Become a MacRumors Supporter for $50/year with no ads, ability to filter front page stories, and private forums.

Minipudding

macrumors member
Original poster
Jan 27, 2019
60
18
Scandinavia
My 13" 2017 Air suddenly died today from power loss while running on battery with ~80% charge, and now it will not power up at all from battery. If I remove the battery it powers up fine from the power adapter. If I measure the battery's voltage when disconnected (unloaded) I get nominal 7.8 volts. The battery is a third-party battery with about 300 charge cycles on it, giving me some 6-7 hours of use, and up until now it has never showed any issues.

I've tried resetting the SMC with the battery connected, though it changes nothing. I don't know if the battery spontaneously died or the battery charge/regulator circuit on the mainboard died. Either seems likely at this point.

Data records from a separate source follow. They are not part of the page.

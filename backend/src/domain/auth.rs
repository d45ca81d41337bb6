//! Authentication primitives: credentials, registration input and the
//! role guard applied before every mutating operation.
//!
//! Keep inbound payload parsing outside the domain by exposing constructors
//! that validate string inputs before a handler talks to a service.

use std::fmt;

use zeroize::Zeroizing;

use super::user::{Email, UserId, UserName, UserRole, UserValidationError};

/// Minimum password length accepted at registration.
pub const PASSWORD_MIN_LEN: usize = 6;

/// Domain error returned when credential or registration payloads are
/// invalid.
#[derive(Debug, Clone, PartialEq, Eq)]
pub enum CredentialsValidationError {
    /// Email was missing or malformed.
    Email(UserValidationError),
    /// Name was missing or out of bounds.
    Name(UserValidationError),
    /// Password was blank.
    EmptyPassword,
    /// Password is shorter than [`PASSWORD_MIN_LEN`].
    PasswordTooShort { min: usize },
}

impl CredentialsValidationError {
    /// Name of the offending input field.
    pub fn field(&self) -> &'static str {
        match self {
            Self::Email(_) => "email",
            Self::Name(_) => "name",
            Self::EmptyPassword | Self::PasswordTooShort { .. } => "password",
        }
    }
}

impl fmt::Display for CredentialsValidationError {
    fn fmt(&self, f: &mut fmt::Formatter<'_>) -> fmt::Result {
        match self {
            Self::Email(err) | Self::Name(err) => err.fmt(f),
            Self::EmptyPassword => write!(f, "password required"),
            Self::PasswordTooShort { min } => {
                write!(f, "password must be at least {min} characters")
            }
        }
    }
}

impl std::error::Error for CredentialsValidationError {}

/// Validated login credentials used by the account service.
///
/// ## Invariants
/// - `email` is normalised.
/// - `password` is non-empty and retains caller-provided whitespace.
///
/// # Examples
/// ```
/// use propvest::domain::LoginCredentials;
///
/// let creds = LoginCredentials::try_from_parts("Admin@Stake.com", "admin123").unwrap();
/// assert_eq!(creds.email().as_ref(), "admin@stake.com");
/// assert_eq!(creds.password(), "admin123");
/// ```
#[derive(Debug, Clone, PartialEq, Eq)]
pub struct LoginCredentials {
    email: Email,
    password: Zeroizing<String>,
}

impl LoginCredentials {
    /// Construct credentials from raw email/password inputs.
    pub fn try_from_parts(email: &str, password: &str) -> Result<Self, CredentialsValidationError> {
        let email = Email::new(email).map_err(CredentialsValidationError::Email)?;
        if password.is_empty() {
            return Err(CredentialsValidationError::EmptyPassword);
        }
        Ok(Self {
            email,
            password: Zeroizing::new(password.to_owned()),
        })
    }

    pub fn email(&self) -> &Email {
        &self.email
    }

    pub fn password(&self) -> &str {
        self.password.as_str()
    }
}

/// Validated self-service registration request.
#[derive(Debug, Clone, PartialEq, Eq)]
pub struct Registration {
    name: UserName,
    email: Email,
    password: Zeroizing<String>,
}

impl Registration {
    /// Validate raw registration inputs.
    ///
    /// # Examples
    /// ```
    /// use propvest::domain::{CredentialsValidationError, Registration};
    ///
    /// let err = Registration::try_from_parts("Ann", "ann@example.com", "123").unwrap_err();
    /// assert_eq!(err, CredentialsValidationError::PasswordTooShort { min: 6 });
    /// ```
    pub fn try_from_parts(
        name: &str,
        email: &str,
        password: &str,
    ) -> Result<Self, CredentialsValidationError> {
        let name = UserName::new(name).map_err(CredentialsValidationError::Name)?;
        let email = Email::new(email).map_err(CredentialsValidationError::Email)?;
        if password.chars().count() < PASSWORD_MIN_LEN {
            return Err(CredentialsValidationError::PasswordTooShort {
                min: PASSWORD_MIN_LEN,
            });
        }
        Ok(Self {
            name,
            email,
            password: Zeroizing::new(password.to_owned()),
        })
    }

    pub fn name(&self) -> &UserName {
        &self.name
    }

    pub fn email(&self) -> &Email {
        &self.email
    }

    pub fn password(&self) -> &str {
        self.password.as_str()
    }
}

/// Raised when a principal lacks the role an operation requires.
#[derive(Debug, Clone, PartialEq, Eq, thiserror::Error)]
#[error("insufficient permissions: {required} role required")]
pub struct AccessDenied {
    pub required: UserRole,
    pub actual: UserRole,
}

/// Verified identity presented by a caller.
#[derive(Debug, Clone, PartialEq, Eq)]
pub struct Principal {
    pub user_id: UserId,
    pub email: Email,
    pub role: UserRole,
}

impl Principal {
    pub fn new(user_id: UserId, email: Email, role: UserRole) -> Self {
        Self {
            user_id,
            email,
            role,
        }
    }

    /// Guard an operation behind `required`.
    ///
    /// # Examples
    /// ```
    /// use propvest::domain::{Email, Principal, UserId, UserRole};
    ///
    /// let admin = Principal::new(
    ///     UserId::random(),
    ///     Email::new("admin@stake.com").unwrap(),
    ///     UserRole::Admin,
    /// );
    /// assert!(admin.require_role(UserRole::Admin).is_ok());
    /// assert!(admin.require_role(UserRole::Investor).is_err());
    /// ```
    pub fn require_role(&self, required: UserRole) -> Result<(), AccessDenied> {
        if self.role == required {
            Ok(())
        } else {
            Err(AccessDenied {
                required,
                actual: self.role,
            })
        }
    }

    pub fn is_admin(&self) -> bool {
        self.role == UserRole::Admin
    }
}

#[cfg(test)]
mod tests {
    //! Regression coverage for this module.
    use super::*;
    use rstest::rstest;

    #[rstest]
    #[case("", "pw", "email")]
    #[case("not-an-email", "pw", "email")]
    #[case("user@example.com", "", "password")]
    fn invalid_credentials(#[case] email: &str, #[case] password: &str, #[case] field: &str) {
        let err = LoginCredentials::try_from_parts(email, password)
            .expect_err("invalid inputs must fail");
        assert_eq!(err.field(), field);
    }

    #[rstest]
    #[case("A", "a@example.com", "secret1", "name")]
    #[case("Ann", "bad", "secret1", "email")]
    #[case("Ann", "a@example.com", "12345", "password")]
    fn invalid_registration(
        #[case] name: &str,
        #[case] email: &str,
        #[case] password: &str,
        #[case] field: &str,
    ) {
        let err = Registration::try_from_parts(name, email, password)
            .expect_err("invalid registration must fail");
        assert_eq!(err.field(), field);
    }

    #[rstest]
    fn registration_trims_name_and_normalises_email() {
        let registration = Registration::try_from_parts("  Ann Perera ", "Ann@Example.com", "secret1")
            .expect("valid registration");
        assert_eq!(registration.name().as_ref(), "Ann Perera");
        assert_eq!(registration.email().as_ref(), "ann@example.com");
    }

    #[rstest]
    #[case(UserRole::Admin, UserRole::Investor)]
    #[case(UserRole::Investor, UserRole::Admin)]
    fn guard_rejects_other_roles(#[case] actual: UserRole, #[case] required: UserRole) {
        let principal = Principal::new(
            UserId::random(),
            Email::new("someone@example.com").expect("valid email"),
            actual,
        );
        let denied = principal.require_role(required).expect_err("wrong role");
        assert_eq!(denied, AccessDenied { required, actual });
    }
}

Anyone with a similar experience?
 
Check the voltage to ground of each pin on the battery connector. Interested to know the values of the smbus SDA and SCL lines which are used by the logic board to extract details of the logic board. Each of these pins should be ~3v as they are open drain pins with local pull up resistors. Post your measurements.
 
The battery is a third-party battery with about 300 charge cycles on it, giving me some 6-7 hours of use, and up until now it has never showed any issues.
It is now..
not shaming you but these batteries are usually junk fabricated in a recycling centre in china. I'm surprised it gave you 300 cycles as it is, it probably already had 900 cycles wiped on the chip before resale.
 
As per suggestion above, do test with a known good battery - Amazon is great for this. In general, 3rd party batteries are often rated to operate for ~500 charge cycles where as the original (Apple) is ~1,000 charge cycles. Not carved in stone, but the original will last longer and of course will be more expensive. Otherwise, you will need a multimeter to diagnose other logic board faults which may be due to the SMBUS pin communication.
 
Check the voltage to ground of each pin on the battery connector. Interested to know the values of the smbus SDA and SCL lines which are used by the logic board to extract details of the logic board. Each of these pins should be ~3v as they are open drain pins with local pull up resistors. Post your measurements.

7.8V on the three voltage pins. SCL, SDA and SYSDETECT to ground measure 0V (on disconnected battery)... The battery's microcontroller appears to have died, or possibly the grounded resistor on the SYSDETECT line has fried and the circuit is open.
 
Last edited:
It is now..
not shaming you but these batteries are usually junk fabricated in a recycling centre in china. I'm surprised it gave you 300 cycles as it is, it probably already had 900 cycles wiped on the chip before resale.
It certainly did not have 900 cycles on it before shipping. If that were the case it would not have given me 8-9 hours of usage during the first 9 months. It's obviously not comparable to Apple's original batteries, but that was never expected from a Chinese $30 battery. The cells themselves on this battery are still fine, but the microcontroller on it seems to have died.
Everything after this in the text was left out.